Lauris Rocha – Rios de Notícias
MANAUS (AM) – O Amazonas registrou 710 casos de sífilis em gestantes entre janeiro e abril de 2026. Os dados são da Fundação de Vigilância em Saúde do Amazonas (FVS-AM), conforme atualização divulgada no início de maio deste ano.
A sífilis é uma Infecção Sexualmente Transmissível (IST) curável, causada pela bactéria Treponema pallidum. A transmissão ocorre principalmente por relações sexuais sem preservativo e também pode acontecer da mãe para o bebê durante a gestação ou no parto, caracterizando a sífilis congênita.
De acordo com os dados da FVS-AM, foram registrados 220 casos em janeiro, 196 em fevereiro, 226 em março e 68 em abril.
Manaus concentra a maior parte das ocorrências, com 534 casos notificados. Em seguida aparecem os municípios de Manacapuru, com 20 registros, e Coari, com 16, de acordo coma Fundação.
Em relação à faixa etária, a maioria das gestantes diagnosticadas tem entre 20 e 29 anos, representando 74,37% dos casos. As adolescentes de 14 a 19 anos correspondem a 24,18% das notificações, enquanto as mulheres de 30 a 39 anos somam 12,23%.
Estágios da doença
A sífilis é classificada em quatro estágios clínicos:
Sífilis Primária: caracteriza-se pelo aparecimento de uma ferida indolor, conhecida como cancro duro, no local de entrada da bactéria, como genitais, ânus ou boca. A lesão pode desaparecer espontaneamente, levando à falsa impressão de cura.

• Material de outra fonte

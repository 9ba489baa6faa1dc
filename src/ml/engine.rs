// ============================================================
// Layer 5 — GazetteerEngine
// ============================================================
// The bundled implementation of the MatchingEngine port. It glues
// the pieces of this layer together:
//
//   prepare_training    → ActiveLearningSession::new
//   next_uncertain_pair → least-certain unasked pool pair
//   record_label        → store label, refit classifier
//   train               → final fit + blocking predicates
//   serialize           → bincode(VersionedModel)
//   build_index/search  → CanonicalIndex

use serde::{Deserialize, Serialize};
use thiserror::Error;

use crate::domain::record::{RecordPair, Records, SearchResult};
use crate::domain::traits::MatchingEngine;
use crate::domain::training_pairs::{Label, TrainingPairs};
use crate::ml::active_learning::ActiveLearningSession;
use crate::ml::features::{title_fields, FieldDefinition};
use crate::ml::index::CanonicalIndex;
use crate::ml::model::{GazetteerModel, VersionedModel, MODEL_VERSION};
use crate::ml::trainer::TrainerConfig;

#[derive(Debug, Error)]
pub enum EngineError {
    #[error("no canonical records to match against")]
    EmptyCanonical,

    #[error("training needs at least one labeled pair (have {matches} match, {distinct} distinct)")]
    InsufficientLabels { matches: usize, distinct: usize },

    #[error("model was written with layout version {found}, this build reads version {expected}")]
    UnsupportedVersion { found: u32, expected: u32 },

    #[error("model serialisation failed: {0}")]
    Serialization(#[from] bincode::Error),
}

#[derive(Debug, Clone, Serialize, Deserialize)]
pub struct EngineConfig {
    /// Size of the active-learning candidate pool
    pub sample_size:        usize,
    /// Share of the pool drawn from blocked pairs
    pub blocked_proportion: f64,
    /// Seed for pool sampling
    pub seed:               u64,
    /// Minimum score a search candidate must reach
    pub threshold:          f64,
    /// Gradient-descent settings for every classifier fit
    pub trainer:            TrainerConfig,
}

impl Default for EngineConfig {
    fn default() -> Self {
        Self {
            sample_size:        1_500,
            blocked_proportion: 0.5,
            seed:               42,
            threshold:          0.0,
            trainer:            TrainerConfig::default(),
        }
    }
}

pub struct GazetteerEngine {
    fields: Vec<FieldDefinition>,
    config: EngineConfig,
}

impl GazetteerEngine {
    pub fn new(config: EngineConfig) -> Self {
        Self { fields: title_fields(), config }
    }
}

impl Default for GazetteerEngine {
    fn default() -> Self {
        Self::new(EngineConfig::default())
    }
}

impl MatchingEngine for GazetteerEngine {
    type Session = ActiveLearningSession;
    type Model   = GazetteerModel;
    type Index   = CanonicalIndex;
    type Error   = EngineError;

    fn prepare_training(
        &self,
        messy:     &Records,
        canonical: &Records,
        prior:     Option<&TrainingPairs>,
    ) -> Result<Self::Session, Self::Error> {
        ActiveLearningSession::new(self.fields.clone(), self.config.clone(), messy, canonical, prior)
    }

    fn next_uncertain_pair(&self, session: &mut Self::Session) -> Option<RecordPair> {
        session.next_uncertain_pair()
    }

    fn record_label(&self, session: &mut Self::Session, pair: &RecordPair, label: Label) {
        session.record_label(pair, label);
    }

    fn training_pairs(&self, session: &Self::Session) -> TrainingPairs {
        session.labels().clone()
    }

    fn train(&self, session: &Self::Session) -> Result<Self::Model, Self::Error> {
        session.train()
    }

    fn serialize(&self, model: &Self::Model) -> Result<Vec<u8>, Self::Error> {
        let versioned = VersionedModel { version: MODEL_VERSION, model: model.clone() };
        Ok(bincode::serialize(&versioned)?)
    }

    fn deserialize(&self, bytes: &[u8]) -> Result<Self::Model, Self::Error> {
        let versioned: VersionedModel = bincode::deserialize(bytes)?;
        if versioned.version != MODEL_VERSION {
            return Err(EngineError::UnsupportedVersion {
                found:    versioned.version,
                expected: MODEL_VERSION,
            });
        }
        Ok(versioned.model)
    }

    fn build_index(&self, model: &Self::Model, canonical: &Records) -> Result<Self::Index, Self::Error> {
        if canonical.is_empty() {
            return Err(EngineError::EmptyCanonical);
        }
        Ok(CanonicalIndex::build(model, canonical))
    }

    fn search(
        &self,
        index:   &Self::Index,
        queries: &Records,
        top_k:   usize,
    ) -> Result<SearchResult, Self::Error> {
        Ok(queries
            .iter()
            .map(|(key, record)| (*key, index.search(&record.title, top_k, self.config.threshold)))
            .collect())
    }
}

Sífilis Secundária: surge semanas ou meses após o desaparecimento da ferida inicial. Os sintomas incluem manchas pelo corpo, especialmente nas palmas das mãos e plantas dos pés, além de febre, dor de cabeça e aumento dos gânglios linfáticos.

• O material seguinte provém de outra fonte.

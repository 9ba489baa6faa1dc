// ============================================================
// Layer 5 — Gazetteer Model
// ============================================================
// Everything a trained gazetteer needs to score pairs again later:
//
//   fields     — which comparators produced the feature vector
//   tfidf      — document frequencies behind the Text comparator
//   classifier — logistic regression over the feature vector
//   predicates — the learned blocking predicates
//
// This is the state that ends up in the settings artifact. It is
// serialised with bincode behind a version number, so a model
// written by an incompatible build is refused instead of misread.

use serde::{Deserialize, Serialize};

use crate::ml::blocking::Predicate;
use crate::ml::features::{compare, FieldDefinition, PreparedTitle, TfIdf};

/// Bumped whenever GazetteerModel's layout changes.
pub const MODEL_VERSION: u32 = 1;

/// Logistic regression: P(match) = σ(w·x + b)
#[derive(Debug, Clone, PartialEq, Serialize, Deserialize)]
pub struct LogisticModel {
    pub weights: Vec<f64>,
    pub bias:    f64,
}

impl LogisticModel {
    /// Untrained stand-in used until both labels have been seen:
    /// a steep sigmoid around the mean feature value.
    pub fn prior(n_features: usize) -> Self {
        const STEEPNESS: f64 = 6.0;
        let n = n_features.max(1) as f64;
        Self {
            weights: vec![STEEPNESS / n; n_features],
            bias:    -STEEPNESS / 2.0,
        }
    }

    pub fn probability(&self, features: &[f64]) -> f64 {
        let z = self
            .weights
            .iter()
            .zip(features)
            .map(|(w, x)| w * x)
            .sum::<f64>()
            + self.bias;
        sigmoid(z)
    }
}

pub fn sigmoid(z: f64) -> f64 {
    1.0 / (1.0 + (-z).exp())
}

#[derive(Debug, Clone, PartialEq, Serialize, Deserialize)]
pub struct GazetteerModel {
    pub fields:     Vec<FieldDefinition>,
    pub tfidf:      TfIdf,
    pub classifier: LogisticModel,
    pub predicates: Vec<Predicate>,
}

impl GazetteerModel {
    pub fn prepare(&self, title: &str) -> PreparedTitle {
        self.tfidf.prepare(title)
    }

    /// Match probability of a prepared pair.
    pub fn score(&self, a: &PreparedTitle, b: &PreparedTitle) -> f64 {
        self.classifier.probability(&compare(&self.fields, a, b))
    }
}

/// On-disk wrapper that carries the layout version.
#[derive(Serialize, Deserialize)]
pub(crate) struct VersionedModel {
    pub version: u32,
    pub model:   GazetteerModel,
}

#[cfg(test)]
mod tests {
    use super::*;

    #[test]
    fn test_prior_is_neutral_at_midpoint() {
        let prior = LogisticModel::prior(3);
        assert!((prior.probability(&[0.5, 0.5, 0.5]) - 0.5).abs() < 1e-12);
        assert!(prior.probability(&[1.0, 1.0, 1.0]) > 0.9);
        assert!(prior.probability(&[0.0, 0.0, 0.0]) < 0.1);
    }

    #[test]
    fn test_sigmoid_is_bounded() {
        assert!(sigmoid(50.0) <= 1.0);
        assert!(sigmoid(-50.0) >= 0.0);
        assert_eq!(sigmoid(0.0), 0.5);
    }
}
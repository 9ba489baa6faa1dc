// ============================================================
// Layer 2 — Application / Use Cases
// ============================================================
// Coordinates the other layers for one session of one category.
//
// Rules for this layer:
//   - No matching math here (that's Layer 5)
//   - No printing or prompting here (that's Layer 1)
//   - No direct file parsing here (that's Layer 4 and 6)
//   - Only workflow coordination and session state
//
// Both use cases are generic over the MatchingEngine port, so the
// bundled engine can be swapped without touching this layer.

// Paths and category of the running session
pub mod context;

// The active-learning training workflow
pub mod train_use_case;

// The held-out evaluation workflow
pub mod evaluate_use_case;
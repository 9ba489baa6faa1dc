// ============================================================
// Layer 5 — Blocking Predicates
// ============================================================
// A predicate maps a title to a handful of keys; two titles are
// compared only when some predicate gives them a common key.
//
//   WholeToken  — every token of two or more characters
//   Prefix3     — the first three characters of every token
//   FirstToken  — the first token
//   Fingerprint — the sorted, deduplicated token set
//   Acronym     — initials of a multi-token title, or a single
//                 token as-is ("chief marketing officer" and
//                 "cmo" share the key "cmo")
//
// Learning keeps a small set of predicates that together cover
// the labeled matches while pulling in as few labeled distinct
// pairs as possible.

use serde::{Deserialize, Serialize};
use std::collections::{BTreeSet, HashMap};

use crate::domain::training_pairs::Label;

#[derive(Debug, Clone, Copy, PartialEq, Eq, Hash, PartialOrd, Ord, Serialize, Deserialize)]
pub enum Predicate {
    WholeToken,
    Prefix3,
    FirstToken,
    Fingerprint,
    Acronym,
}

impl Predicate {
    pub const ALL: [Predicate; 5] = [
        Predicate::WholeToken,
        Predicate::Prefix3,
        Predicate::FirstToken,
        Predicate::Fingerprint,
        Predicate::Acronym,
    ];

    pub fn keys(self, title: &str) -> BTreeSet<String> {
        let tokens: Vec<&str> = title.split_whitespace().collect();
        if tokens.is_empty() {
            return BTreeSet::new();
        }

        match self {
            Predicate::WholeToken => tokens
                .iter()
                .filter(|t| t.len() >= 2)
                .map(|t| t.to_string())
                .collect(),
            Predicate::Prefix3 => tokens
                .iter()
                .filter(|t| t.len() >= 3)
                .map(|t| t.chars().take(3).collect())
                .collect(),
            Predicate::FirstToken => BTreeSet::from([tokens[0].to_string()]),
            Predicate::Fingerprint => {
                let set: BTreeSet<&str> = tokens.iter().copied().collect();
                BTreeSet::from([set.into_iter().collect::<Vec<_>>().join(" ")])
            }
            Predicate::Acronym => {
                let key = if tokens.len() == 1 {
                    tokens[0].to_string()
                } else {
                    tokens.iter().filter_map(|t| t.chars().next()).collect()
                };
                BTreeSet::from([key])
            }
        }
    }

    /// True when the predicate puts both titles in a common block.
    pub fn covers(self, a: &str, b: &str) -> bool {
        let keys = self.keys(a);
        !keys.is_empty() && self.keys(b).iter().any(|k| keys.contains(k))
    }
}

/// (predicate, key) → positions of the records that produced it.
#[derive(Debug, Clone, Default)]
pub struct BlockIndex {
    blocks: HashMap<(Predicate, String), Vec<usize>>,
}

impl BlockIndex {
    pub fn build<'a, I>(predicates: &[Predicate], titles: I) -> Self
    where
        I: IntoIterator<Item = &'a str>,
    {
        let mut blocks: HashMap<(Predicate, String), Vec<usize>> = HashMap::new();
        for (pos, title) in titles.into_iter().enumerate() {
            for &p in predicates {
                for key in p.keys(title) {
                    blocks.entry((p, key)).or_default().push(pos);
                }
            }
        }
        Self { blocks }
    }

    /// Every indexed position sharing a block with `title`.
    pub fn candidates(&self, predicates: &[Predicate], title: &str) -> BTreeSet<usize> {
        let mut out = BTreeSet::new();
        for &p in predicates {
            for key in p.keys(title) {
                if let Some(positions) = self.blocks.get(&(p, key)) {
                    out.extend(positions.iter().copied());
                }
            }
        }
        out
    }
}

/// Greedy cover of the labeled matches.
///
/// Each round picks the predicate with the best ratio of newly
/// covered matches to covered distinct pairs. Falls back to every
/// predicate when no match is covered at all.
pub fn learn_predicates(labeled: &[(&str, &str, Label)]) -> Vec<Predicate> {
    let matches: Vec<(&str, &str)> = labeled
        .iter()
        .filter(|(_, _, l)| *l == Label::Match)
        .map(|(a, b, _)| (*a, *b))
        .collect();
    let distinct: Vec<(&str, &str)> = labeled
        .iter()
        .filter(|(_, _, l)| *l == Label::Distinct)
        .map(|(a, b, _)| (*a, *b))
        .collect();

    let mut uncovered: Vec<usize> = (0..matches.len()).collect();
    let mut chosen: Vec<Predicate> = Vec::new();

    while !uncovered.is_empty() {
        let mut best: Option<(Predicate, f64, Vec<usize>)> = None;

        for p in Predicate::ALL.iter().copied().filter(|p| !chosen.contains(p)) {
            let newly: Vec<usize> = uncovered
                .iter()
                .copied()
                .filter(|&i| p.covers(matches[i].0, matches[i].1))
                .collect();
            if newly.is_empty() {
                continue;
            }
            let false_hits = distinct.iter().filter(|(a, b)| p.covers(a, b)).count();
            let score = newly.len() as f64 / (1.0 + false_hits as f64);

            if best.as_ref().map_or(true, |(_, s, _)| score > *s) {
                best = Some((p, score, newly));
            }
        }

        match best {
            Some((p, _, newly)) => {
                uncovered.retain(|i| !newly.contains(i));
                chosen.push(p);
            }
            None => break,
        }
    }

    if chosen.is_empty() {
        tracing::debug!("No predicate covers a labeled match; keeping all predicates");
        return Predicate::ALL.to_vec();
    }
    chosen.sort();
    chosen
}

#[cfg(test)]
mod tests {
    use super::*;

    #[test]
    fn test_acronym_links_abbreviation_and_title() {
        assert!(Predicate::Acronym.covers("cmo", "chief marketing officer"));
        assert!(!Predicate::Acronym.covers("cto", "chief marketing officer"));
    }

    #[test]
    fn test_fingerprint_ignores_order() {
        assert!(Predicate::Fingerprint.covers("sales manager", "manager sales"));
        assert!(!Predicate::Fingerprint.covers("sales manager", "sales"));
    }

    #[test]
    fn test_empty_title_has_no_keys() {
        for p in Predicate::ALL {
            assert!(p.keys("").is_empty());
        }
    }

    #[test]
    fn test_block_index_candidates() {
        let titles = ["chief marketing officer", "sales manager", "marketing manager"];
        let index = BlockIndex::build(&[Predicate::WholeToken], titles);
        let hits = index.candidates(&[Predicate::WholeToken], "marketing lead");
        assert_eq!(hits.into_iter().collect::<Vec<_>>(), vec![0, 2]);
    }

    #[test]
    fn test_learning_prefers_precise_predicates() {
        let labeled = [
            ("marketing director", "director of marketing", Label::Match),
            ("sales director", "director of marketing", Label::Distinct),
            ("sales director", "director of sales", Label::Match),
        ];
        let learned = learn_predicates(&labeled);
        // Fingerprint covers neither match; WholeToken covers both
        assert!(learned.contains(&Predicate::WholeToken));
        assert!(!learned.contains(&Predicate::Fingerprint));
    }

    #[test]
    fn test_learning_without_matches_keeps_everything() {
        let labeled = [("a", "b", Label::Distinct)];
        assert_eq!(learn_predicates(&labeled), Predicate::ALL.to_vec());
    }
}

Sífilis Latente: fase assintomática da doença, na qual não há sinais visíveis, mas a bactéria permanece ativa no organismo.

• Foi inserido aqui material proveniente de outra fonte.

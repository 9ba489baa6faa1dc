// ============================================================
// Layer 6 — Infrastructure Layer
// ============================================================
// Cross-cutting concerns the use cases rely on but don't own:
//
//   artifact_store.rs — per-category training pairs and learned
//                       settings on disk, written atomically and
//                       guarded against cross-category reuse
//
//   logging.rs        — the per-session tracing subscriber
//                       (category log file + stderr)
//
//   metrics.rs        — evaluation hit rates, appended to a CSV
//                       next to the category's logs
//
//   replay_labeler.rs — a Labeler that answers from a recorded
//                       training file instead of a human

/// Training pairs and learned settings persistence
pub mod artifact_store;

/// Session-scoped tracing subscriber
pub mod logging;

/// Evaluation metrics CSV logger
pub mod metrics;

/// Non-interactive labeling from recorded labels
pub mod replay_labeler;
// ============================================================
// Layer 2 — TrainUseCase
// ============================================================
// Runs one training session for one category through its states:
//
//   Init      → Preparing : load messy titles (Layer 4 - data),
//                           canonical titles (Layer 4 - data) and
//                           prior training pairs (Layer 6 - infra)
//   Preparing → Labeling  : engine.prepare_training  (Layer 5 - ml)
//   Labeling  → Trained   : ask the labeler pair by pair, then
//                           engine.train + serialize (Layer 5 - ml)
//   Trained   → Persisted : save training pairs, then settings
//                           (Layer 6 - infra)
//   Persisted → Indexed   : engine.build_index       (Layer 5 - ml)
//
// Nothing touches the artifact store before Trained. A failure or a
// cancel before that point drops the whole session back to Init.
// Once Trained, a failed persist keeps the session in Trained and
// remembers which artifacts already made it to disk, so calling
// persist() again only writes what is still missing.
//
// Within one persist() call, failed attempts are retried after a
// pause that starts at `persist_backoff_ms` and doubles each time:
//
//   attempt 1 ✗ → wait 100ms → attempt 2 ✗ → wait 200ms → attempt 3
//
// Reference: Rust Book §9 (Recoverable Errors with Result)

use serde::{Deserialize, Serialize};
use std::path::PathBuf;
use std::time::Duration;

use crate::application::context::{PathsConfig, SessionContext};
use crate::data::{
    adapter::RecordAdapter,
    loader::read_messy_titles,
    normalizer::{Normalizer, DEFAULT_MAX_TITLE_LEN},
    taxonomy::CategoryTaxonomy,
};
use crate::domain::{
    error::GazetteerError,
    record::{Records, SearchResult},
    state::TrainingState,
    traits::{LabelDecision, LabelProgress, Labeler, MatchingEngine},
    training_pairs::{Label, LabelCounts, TrainingPairs},
};
use crate::infra::artifact_store::{ArtifactStore, LearnedSettings};
use crate::ml::engine::EngineConfig;

// ─── Training Configuration ──────────────────────────────────────────────────
#[derive(Debug, Clone, Serialize, Deserialize)]
pub struct TrainConfig {
    /// Where inputs are read and artifacts and logs are written
    pub paths:              PathsConfig,
    /// Titles longer than this (in characters) are dropped before matching
    pub max_title_len:      usize,
    /// Pool sampling, search threshold and classifier settings
    pub engine:             EngineConfig,
    /// How many times one persist() call tries to write the artifacts
    pub persist_attempts:   usize,
    /// Pause before the first retry; doubled for each later retry
    pub persist_backoff_ms: u64,
    /// Answer labeling questions from this training file instead of the console
    pub replay:             Option<PathBuf>,
}

impl Default for TrainConfig {
    fn default() -> Self {
        Self {
            paths:              PathsConfig::default(),
            max_title_len:      DEFAULT_MAX_TITLE_LEN,
            engine:             EngineConfig::default(),
            persist_attempts:   3,
            persist_backoff_ms: 100,
            replay:             None,
        }
    }
}

/// What a finished session reports back to the CLI.
#[derive(Debug, Clone, Copy, PartialEq, Eq)]
pub struct TrainingSummary {
    /// Label totals read back from the stored training file
    pub labels:   LabelCounts,
    /// Answers given during this session only
    pub session:  LabelProgress,
    pub indexed:  usize,
}

/// The trained model plus what still has to reach the store.
struct TrainedArtifacts<M> {
    model:          M,
    pairs:          TrainingPairs,
    settings:       LearnedSettings,
    pairs_saved:    bool,
    settings_saved: bool,
}

// ─── TrainUseCase ─────────────────────────────────────────────────────────────
pub struct TrainUseCase<E: MatchingEngine> {
    ctx:       SessionContext,
    taxonomy:  CategoryTaxonomy,
    config:    TrainConfig,
    engine:    E,
    store:     ArtifactStore,
    state:     TrainingState,
    messy:     Records,
    canonical: Records,
    prior:     Option<TrainingPairs>,
    session:   Option<E::Session>,
    trained:   Option<TrainedArtifacts<E::Model>>,
    index:     Option<E::Index>,
    progress:  LabelProgress,
}

impl<E: MatchingEngine> TrainUseCase<E> {
    pub fn new(ctx: SessionContext, taxonomy: CategoryTaxonomy, config: TrainConfig, engine: E) -> Self {
        let store = ctx.store();
        Self {
            ctx,
            taxonomy,
            config,
            engine,
            store,
            state:     TrainingState::Init,
            messy:     Records::new(),
            canonical: Records::new(),
            prior:     None,
            session:   None,
            trained:   None,
            index:     None,
            progress:  LabelProgress::default(),
        }
    }

    pub fn state(&self) -> TrainingState {
        self.state
    }

    pub fn progress(&self) -> LabelProgress {
        self.progress
    }

    /// Run every step from Init to Indexed.
    pub fn execute(&mut self, labeler: &mut dyn Labeler) -> Result<TrainingSummary, GazetteerError> {
        self.load_inputs()?;
        self.prepare()?;
        self.label_and_train(labeler)?;
        self.persist()?;
        self.build_index()?;
        self.summary()
    }

    // ── Init → Preparing ─────────────────────────────────────────────────────
    pub fn load_inputs(&mut self) -> Result<(), GazetteerError> {
        self.expect_state(TrainingState::Init)?;
        let result = self.read_inputs();
        self.discard_on_error(result)?;
        self.state = TrainingState::Preparing;
        Ok(())
    }

    fn read_inputs(&mut self) -> Result<(), GazetteerError> {
        let category = self.ctx.category.clone();
        let adapter  = RecordAdapter::new(Normalizer::new(self.config.max_title_len));

        tracing::info!("Loading messy data from '{}'", self.ctx.messy_file.display());
        let rows  = read_messy_titles(&self.ctx.messy_file, &category)?;
        let messy = adapter.adapt_messy(&rows);
        tracing::info!("Messy sample size: {}", messy.len());
        if let Some(record) = messy.values().next() {
            tracing::info!("Messy sample record: {:?}", record.title);
        }
        if messy.is_empty() {
            tracing::warn!("No messy title survived normalization");
        }

        let canonical = adapter.adapt_canonical(&self.taxonomy, &category)?;
        tracing::info!("Canonical sample size: {}", canonical.len());
        if let Some(record) = canonical.values().next() {
            tracing::info!("Canonical sample record: {:?}", record.title);
        }

        let prior = self.store.load_training(&category)?;
        match &prior {
            Some(pairs) => tracing::info!("Reading prior labeled pairs: {} found", pairs.len()),
            None        => tracing::info!("No prior training data for '{}'", category),
        }

        self.messy     = messy;
        self.canonical = canonical;
        self.prior     = prior;
        Ok(())
    }

    // ── Preparing → Labeling ─────────────────────────────────────────────────
    pub fn prepare(&mut self) -> Result<(), GazetteerError> {
        self.expect_state(TrainingState::Preparing)?;
        let result = self
            .engine
            .prepare_training(&self.messy, &self.canonical, self.prior.as_ref())
            .map_err(|e| self.engine_failure(&e));
        let session = self.discard_on_error(result)?;

        self.session = Some(session);
        self.state   = TrainingState::Labeling;
        Ok(())
    }

    // ── Labeling → Trained ───────────────────────────────────────────────────
    pub fn label_and_train(&mut self, labeler: &mut dyn Labeler) -> Result<(), GazetteerError> {
        self.expect_state(TrainingState::Labeling)?;
        let result = self.run_labeling(labeler).and_then(|()| self.train());
        self.discard_on_error(result)?;
        self.state = TrainingState::Trained;
        Ok(())
    }

    fn run_labeling(&mut self, labeler: &mut dyn Labeler) -> Result<(), GazetteerError> {
        let category = self.ctx.category.clone();
        let Some(mut session) = self.session.take() else {
            return Err(out_of_order(&category, TrainingState::Labeling, self.state));
        };

        tracing::info!("Starting active labeling...");
        loop {
            let Some(pair) = self.engine.next_uncertain_pair(&mut session) else {
                tracing::info!("No more candidate pairs to label");
                break;
            };

            let decision = labeler
                .label(&pair, &self.progress)
                .map_err(|e| GazetteerError::io(&category, "<labeler>", e))?;

            match decision {
                LabelDecision::Match => {
                    self.engine.record_label(&mut session, &pair, Label::Match);
                    self.progress.matches += 1;
                }
                LabelDecision::Distinct => {
                    self.engine.record_label(&mut session, &pair, Label::Distinct);
                    self.progress.distinct += 1;
                }
                LabelDecision::Uncertain => self.progress.uncertain += 1,
                LabelDecision::Finished  => {
                    tracing::info!("Finished labeling");
                    break;
                }
                LabelDecision::Cancel => {
                    tracing::info!("Labeling cancelled; discarding session");
                    return Err(GazetteerError::LabelingCancelled { category });
                }
            }
        }

        self.session = Some(session);
        Ok(())
    }

    fn train(&mut self) -> Result<(), GazetteerError> {
        let state    = self.state;
        let category = self.ctx.category.as_str();
        let Some(session) = self.session.as_ref() else {
            return Err(out_of_order(category, TrainingState::Labeling, state));
        };

        tracing::info!("Training...");
        let model    = self.engine.train(session).map_err(|e| self.engine_failure(&e))?;
        let bytes    = self.engine.serialize(&model).map_err(|e| self.engine_failure(&e))?;
        let pairs    = self.engine.training_pairs(session);

        self.trained = Some(TrainedArtifacts {
            model,
            pairs,
            settings:       LearnedSettings::new(bytes),
            pairs_saved:    false,
            settings_saved: false,
        });
        self.session = None;
        Ok(())
    }

    // ── Trained → Persisted ──────────────────────────────────────────────────
    /// Write training pairs, then learned settings, retrying with backoff.
    /// On failure the session stays in Trained and a later call resumes
    /// with the unsaved artifacts.
    pub fn persist(&mut self) -> Result<(), GazetteerError> {
        self.expect_state(TrainingState::Trained)?;
        let attempts = self.config.persist_attempts.max(1);

        let mut attempt = 1;
        loop {
            match self.try_persist() {
                Ok(()) => break,
                Err(e) if attempt < attempts => {
                    let pause = self.backoff(attempt);
                    tracing::warn!(
                        "Persist attempt {}/{} failed: {}; retrying in {:?}",
                        attempt,
                        attempts,
                        e,
                        pause
                    );
                    std::thread::sleep(pause);
                    attempt += 1;
                }
                Err(e) => {
                    tracing::error!("Persisting failed after {} attempts: {}", attempts, e);
                    return Err(e);
                }
            }
        }

        self.state = TrainingState::Persisted;
        Ok(())
    }

    /// Pause after failed attempt `attempt` (1-based).
    fn backoff(&self, attempt: usize) -> Duration {
        let factor = 1u64 << (attempt - 1).min(16);
        Duration::from_millis(self.config.persist_backoff_ms.saturating_mul(factor))
    }

    fn try_persist(&mut self) -> Result<(), GazetteerError> {
        let category = self.ctx.category.as_str();
        let store    = &self.store;
        let Some(trained) = self.trained.as_mut() else {
            return Err(out_of_order(category, TrainingState::Trained, self.state));
        };

        if !trained.pairs_saved {
            tracing::info!("Writing training pairs...");
            store.save_training(category, &trained.pairs)?;
            trained.pairs_saved = true;
        }
        if !trained.settings_saved {
            tracing::info!("Writing learned settings...");
            store.save_settings(category, &trained.settings)?;
            trained.settings_saved = true;
        }
        Ok(())
    }

    // ── Persisted → Indexed ──────────────────────────────────────────────────
    pub fn build_index(&mut self) -> Result<(), GazetteerError> {
        self.expect_state(TrainingState::Persisted)?;
        let Some(trained) = self.trained.as_ref() else {
            return Err(out_of_order(&self.ctx.category, TrainingState::Persisted, self.state));
        };

        let index = self
            .engine
            .build_index(&trained.model, &self.canonical)
            .map_err(|e| self.engine_failure(&e))?;
        tracing::info!("Indexed {} canonical records", self.canonical.len());

        self.index = Some(index);
        self.state = TrainingState::Indexed;
        Ok(())
    }

    /// Search the freshly built index; only valid once Indexed.
    pub fn search(&self, queries: &Records, top_k: usize) -> Result<SearchResult, GazetteerError> {
        let Some(index) = self.index.as_ref() else {
            return Err(out_of_order(&self.ctx.category, TrainingState::Indexed, self.state));
        };
        self.engine.search(index, queries, top_k).map_err(|e| self.engine_failure(&e))
    }

    fn summary(&self) -> Result<TrainingSummary, GazetteerError> {
        let labels = self.store.label_counts(&self.ctx.category)?.unwrap_or_default();
        tracing::info!("Number of matches: {}", labels.matches);
        tracing::info!("Number of distinct: {}", labels.distinct);
        tracing::info!("Total labeled pairs: {}", labels.total());

        Ok(TrainingSummary {
            labels,
            session: self.progress,
            indexed: self.canonical.len(),
        })
    }

    // ─── Helpers ─────────────────────────────────────────────────────────────

    fn expect_state(&self, expected: TrainingState) -> Result<(), GazetteerError> {
        if self.state == expected {
            Ok(())
        } else {
            Err(out_of_order(&self.ctx.category, expected, self.state))
        }
    }

    fn engine_failure(&self, err: &E::Error) -> GazetteerError {
        GazetteerError::EngineFailure {
            category: self.ctx.category.clone(),
            stage:    self.state.to_string(),
            reason:   err.to_string(),
        }
    }

    /// Before Trained, any error throws the whole session away.
    fn discard_on_error<T>(&mut self, result: Result<T, GazetteerError>) -> Result<T, GazetteerError> {
        if result.is_err() {
            self.reset();
        }
        result
    }

    fn reset(&mut self) {
        self.state     = TrainingState::Init;
        self.messy     = Records::new();
        self.canonical = Records::new();
        self.prior     = None;
        self.session   = None;
        self.trained   = None;
        self.index     = None;
        self.progress  = LabelProgress::default();
    }
}

fn out_of_order(category: &str, expected: TrainingState, actual: TrainingState) -> GazetteerError {
    GazetteerError::OutOfOrder { category: category.to_string(), expected, actual }
}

Sífilis Terciária: pode se manifestar anos após a infecção inicial, quando não há tratamento adequado. Nessa fase, a doença pode provocar danos graves ao coração, sistema nervoso, cérebro e ossos, podendo levar à morte.
Segundo a classificação clínica da FVS-AM, a forma latente representa a maioria dos casos registrados entre gestantes, correspondendo a 78% das notificações. A sífilis primária responde por 18%, a secundária por 3% e a terciária apresenta percentual residual.
Diagnóstico e tratamento
O diagnóstico da sífilis pode ser realizado por meio de testes rápidos ou exames laboratoriais, como o VDRL, disponíveis na rede pública de saúde.
O tratamento é considerado simples e eficaz, sendo realizado principalmente com penicilina. A detecção precoce durante o pré-natal é fundamental para evitar a transmissão da doença ao bebê e prevenir complicações para a mãe e a criança.